▸ Dataset records:
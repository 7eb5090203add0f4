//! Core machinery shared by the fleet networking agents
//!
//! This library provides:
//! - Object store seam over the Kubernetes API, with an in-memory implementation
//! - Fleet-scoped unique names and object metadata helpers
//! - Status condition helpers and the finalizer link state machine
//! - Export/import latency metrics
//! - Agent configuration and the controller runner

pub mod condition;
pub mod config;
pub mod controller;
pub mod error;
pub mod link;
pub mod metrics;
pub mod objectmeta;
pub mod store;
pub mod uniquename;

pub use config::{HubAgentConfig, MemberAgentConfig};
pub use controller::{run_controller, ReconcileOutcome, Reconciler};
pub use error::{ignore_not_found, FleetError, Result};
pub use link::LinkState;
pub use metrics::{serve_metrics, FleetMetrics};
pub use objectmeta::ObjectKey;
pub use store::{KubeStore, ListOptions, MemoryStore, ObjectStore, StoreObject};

▸ Your goal: Word for word, write out each of the records shown above.

▸ Completed task:
repository 7eb5090203add0f4
//! Core machinery shared by the fleet networking agents
//!
//! This library provides:
//! - Object store seam over the Kubernetes API, with an in-memory implementation
//! - Fleet-scoped unique names and object metadata helpers
//! - Status condition helpers and the finalizer link state machine
//! - Export/import latency metrics
//! - Agent configuration and the controller runner

pub mod condition;
pub mod config;
pub mod controller;
pub mod error;
pub mod link;
pub mod metrics;
pub mod objectmeta;
pub mod store;
pub mod uniquename;

pub use config::{HubAgentConfig, MemberAgentConfig};
pub use controller::{run_controller, ReconcileOutcome, Reconciler};
pub use error::{ignore_not_found, FleetError, Result};
pub use link::LinkState;
pub use metrics::{serve_metrics, FleetMetrics};
pub use objectmeta::ObjectKey;
pub use store::{KubeStore, ListOptions, MemoryStore, ObjectStore, StoreObject};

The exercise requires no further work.